Right away, I knew that were I a betting woman I'd bet on the stag beetle or the rhinocerous beetle in any given fight on general principles. Everybody knows the rhinocerous beetle is proportionally the strongest animal in the world, and rhinocerous and stag beetle fighting is a common staple of all those TV shows we can group under the rubric of Nature Porn. And these guys do not disappoint. They fight sort of like sumo wrestlers, forging ahead and lifting the opponent up into the air and shoving him out of the circle, over and over again until the opponent is all tuckered out (which happens quickly to insects and their ilk; they don't have our sophisticated circulatory and respiratory systems and don't take long at all to become winded). They win a lot, these guys, but they surprised me by not winning all the time, though in fairness I don't think pitting a rhinocerous beetle against a tarantula is at all sporting. Talk about sumo; those fat suckers pretty much just sit on their opponents and crush the fight -- and life -- right out of 'em. Phooey!
What really did disappoint me, though -- and this might make MODPM cry as she had a sad encounter with one this fall that she still gets a little misty about -- was the very poor performance of my beloved praying mantises!
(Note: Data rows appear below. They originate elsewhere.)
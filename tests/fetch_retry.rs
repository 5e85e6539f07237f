// tests/fetch_retry.rs
//
// Fetcher retry discipline and the exhausted-URL policy.
// - a URL asleep in backoff leaves the fetch permit to healthy URLs

mod common;

use std::sync::Arc;
use std::time::Duration;

use common::*;
use finnews_pipeline::config::FetchExhaustedPolicy;
use finnews_pipeline::dedup::DedupStore;
use finnews_pipeline::error::FetchError;
use finnews_pipeline::fetch::{FetchOutcome, Fetcher};
use finnews_pipeline::retry::Backoff;
use finnews_pipeline::store::{MemoryStore, RawSink};
use finnews_pipeline::types::Candidate;
use finnews_pipeline::PipelineStats;
use tokio::sync::mpsc;

fn fetcher(cfg: &finnews_pipeline::PipelineConfig, ex: Arc<ScriptedExtractor>) -> Fetcher {
    Fetcher::new(ex, cfg).with_backoff(Backoff::none())
}

#[tokio::test]
async fn always_failing_fetch_is_attempted_exactly_r_times() {
    for r in [1u32, 3, 5] {
        let cfg = finnews_pipeline::PipelineConfig {
            fetch_max_attempts: r,
            ..test_config()
        };
        let ex = Arc::new(ScriptedExtractor::failing());
        let f = fetcher(&cfg, ex.clone());

        let out = f.fetch(&Candidate::new("https://x/dead", "t", "s")).await;
        match out {
            FetchOutcome::Exhausted { attempts, .. } => assert_eq!(attempts, r),
            FetchOutcome::Fetched(_) => panic!("failing extractor must not produce an item"),
        }
        assert_eq!(ex.calls("https://x/dead"), r);
    }
}

#[tokio::test]
async fn transient_failure_recovers_within_budget() {
    let cfg = finnews_pipeline::PipelineConfig {
        fetch_max_attempts: 3,
        ..test_config()
    };
    let ex = Arc::new(ScriptedExtractor::failing().script(
        "https://x/flaky",
        vec![
            Err(FetchError::Timeout(15)),
            Err(FetchError::Empty),
            Ok("Title: Yuan firms\n\nBody".to_string()),
        ],
    ));
    let f = fetcher(&cfg, ex.clone());

    match f.fetch(&Candidate::new("https://x/flaky", "", "s")).await {
        FetchOutcome::Fetched(item) => {
            assert_eq!(item.url, "https://x/flaky");
            assert_eq!(item.title, "Yuan firms");
        }
        FetchOutcome::Exhausted { last_error, .. } => panic!("unexpected exhaustion: {last_error}"),
    }
    assert_eq!(ex.calls("https://x/flaky"), 3);
}

#[tokio::test]
async fn whitespace_body_counts_as_failure() {
    let cfg = finnews_pipeline::PipelineConfig {
        fetch_max_attempts: 2,
        ..test_config()
    };
    let ex = Arc::new(ScriptedExtractor::always("   \n  "));
    let f = fetcher(&cfg, ex.clone());
    let out = f.fetch(&Candidate::new("https://x/blank", "", "s")).await;
    assert!(matches!(
        out,
        FetchOutcome::Exhausted {
            attempts: 2,
            last_error: FetchError::Empty
        }
    ));
}

#[tokio::test]
async fn hung_extractor_hits_timeout() {
    let cfg = finnews_pipeline::PipelineConfig {
        fetch_max_attempts: 1,
        fetch_timeout_secs: 1,
        ..test_config()
    };
    let ex = Arc::new(ScriptedExtractor::always("late").with_delay(Duration::from_secs(3)));
    let f = fetcher(&cfg, ex);
    let out = f.fetch(&Candidate::new("https://x/slow", "", "s")).await;
    assert!(matches!(
        out,
        FetchOutcome::Exhausted {
            last_error: FetchError::Timeout(1),
            ..
        }
    ));
}

#[tokio::test]
async fn retry_next_scan_releases_exhausted_url() {
    let cfg = finnews_pipeline::PipelineConfig {
        fetch_max_attempts: 2,
        on_fetch_exhausted: FetchExhaustedPolicy::RetryNextScan,
        ..test_config()
    };
    let dedup = Arc::new(DedupStore::in_memory());
    assert!(dedup.insert_if_new("https://x/a"));
    let f = fetcher(&cfg, Arc::new(ScriptedExtractor::failing())).with_dedup(dedup.clone());

    let raw = MemoryStore::new();
    let stats = PipelineStats::new();
    let (tx, mut rx) = mpsc::channel(4);
    f.process(Candidate::new("https://x/a", "", "s"), &raw, &tx, &stats).await;

    assert!(!dedup.contains("https://x/a"), "URL must be eligible again");
    assert_eq!(stats.snapshot().fetch_failed, 1);
    assert!(rx.try_recv().is_err());
}

#[tokio::test]
async fn fetched_item_is_persisted_before_forwarding() {
    let cfg = test_config();
    let f = fetcher(&cfg, Arc::new(ScriptedExtractor::always("Body")));
    let raw = MemoryStore::new();
    let stats = PipelineStats::new();
    let (tx, mut rx) = mpsc::channel(4);

    f.process(Candidate::new("https://x/a", "Headline", "s"), &raw, &tx, &stats).await;

    let forwarded = rx.try_recv().expect("item forwarded");
    assert_eq!(forwarded.url, "https://x/a");
    assert_eq!(raw.items().len(), 1);

    // same URL again: raw store refuses, nothing forwarded
    f.process(Candidate::new("https://x/a", "Headline", "s"), &raw, &tx, &stats).await;
    assert!(rx.try_recv().is_err());
    assert_eq!(raw.items().len(), 1);
}

#[tokio::test]
async fn backoff_sleep_does_not_hold_the_fetch_slot() {
    let cfg = finnews_pipeline::PipelineConfig {
        fetch_concurrency: 1,
        fetch_max_attempts: 3,
        ..test_config()
    };
    let ex = Arc::new(
        ScriptedExtractor::always("Body").script("https://x/dead", vec![Err(FetchError::Status(503))]),
    );
    let backoff = Backoff {
        base: Duration::from_millis(400),
        max: Duration::from_secs(2),
        jitter: Duration::ZERO,
    };
    let f = Arc::new(Fetcher::new(ex.clone(), &cfg).with_backoff(backoff));
    let raw: Arc<dyn RawSink> = Arc::new(MemoryStore::new());
    let stats = Arc::new(PipelineStats::new());
    let (cand_tx, cand_rx) = mpsc::channel(8);
    let (item_tx, mut item_rx) = mpsc::channel(8);
    let worker = tokio::spawn(f.run(cand_rx, raw, item_tx, stats.clone()));

    let started = tokio::time::Instant::now();
    cand_tx.send(Candidate::new("https://x/dead", "", "s")).await.expect("send dead");
    cand_tx.send(Candidate::new("https://x/ok", "", "s")).await.expect("send ok");
    drop(cand_tx);

    let item = tokio::time::timeout(Duration::from_secs(5), item_rx.recv())
        .await
        .expect("healthy item in time")
        .expect("healthy item");
    assert_eq!(item.url, "https://x/ok");
    assert!(
        started.elapsed() < Duration::from_millis(300),
        "healthy URL waited {:?} behind a backoff sleep",
        started.elapsed()
    );

    worker.await.expect("fetcher task");
    assert_eq!(ex.calls("https://x/dead"), 3);
    assert_eq!(stats.snapshot().fetch_failed, 1);
    assert_eq!(stats.snapshot().fetched, 1);
}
They're some of the most elegant-looking creatures there are, and are universally known as fast and deadly hunters with their modified forelimbs able to strike faster than most film cameras can capture. Alas, put one in a tank with a camel spider or an African cave spider and all that grace and speed are useless. Put one in with a jerusalem cricket, though, and, well, it's sad there too but in a poetic justice sort of way -- as is well known, female mantises tend to bite the heads off their mates while being impregnated. The jerusalem cricket pounced once, overpowered the mantis in the tank with him, and spent the rest of the match trying to gnaw the mantis' head off.
The other standout was a fierce-looking Japanese hornet, which destroyed almost everyone until it came up against a big ol' centipede. Then it turned into Anna Pavlova and died a graceful dying swan of a death scene. Watch for yourself and tell me you don't get a little teary -as she checks out, first trying to catch her breath, then finally sort of curling in on herself and gently expiring. Excuse me for a moment.
All better now for having looked again at the stupid scorpions, who have exactly one trick up their, well, they don't have sleeves, but you know what I mean. And until they're able to deliver their sting -- which isn't always fatal to other arthopods -- they run cravenly away and just try to wear their opponents out with the chasing. They are laughable, though they made me angry when one took out my favorite crayfish, a gentle looking druid of a creature, a pretty grey-blue in hue with a face that made me think of a wise old man, a sage, someone who was maybe trying to tell the stupid scorpion that there's more to life than sticking its tail into things and finally expired with a sad little crayfish sigh.
But don't take my word for it! Go see for yourself. But yes, my early advice is sound. Bet on the stag beetle.
*I in fact explored, in my reckless youth, the notion of adopting entomology as a profession. Certainly I felt a calling, but alas the 19th century naturalist with his net and his hip waders and his dilletantish notebooks of sketches and observations that I had in mind is a far cry from the life of your actual workaday entomologist, an adjunct, usually, of the land grant college's vast college of agriculture, his summers spent, yes, in the field looking at bugs but largely to see if the devious methods he's spent the whole school year dreaming up succeeded in killing off the objects of his study. Also, there's a lot of statistics and bio-organic chemistry and I got sidetracked into learning Urdu and teaching English to Brazilians and, yes, Japanese, when I was supposed to be a diligent graduate student measuring fungal blooms in a thousand petri dishes full of dirt.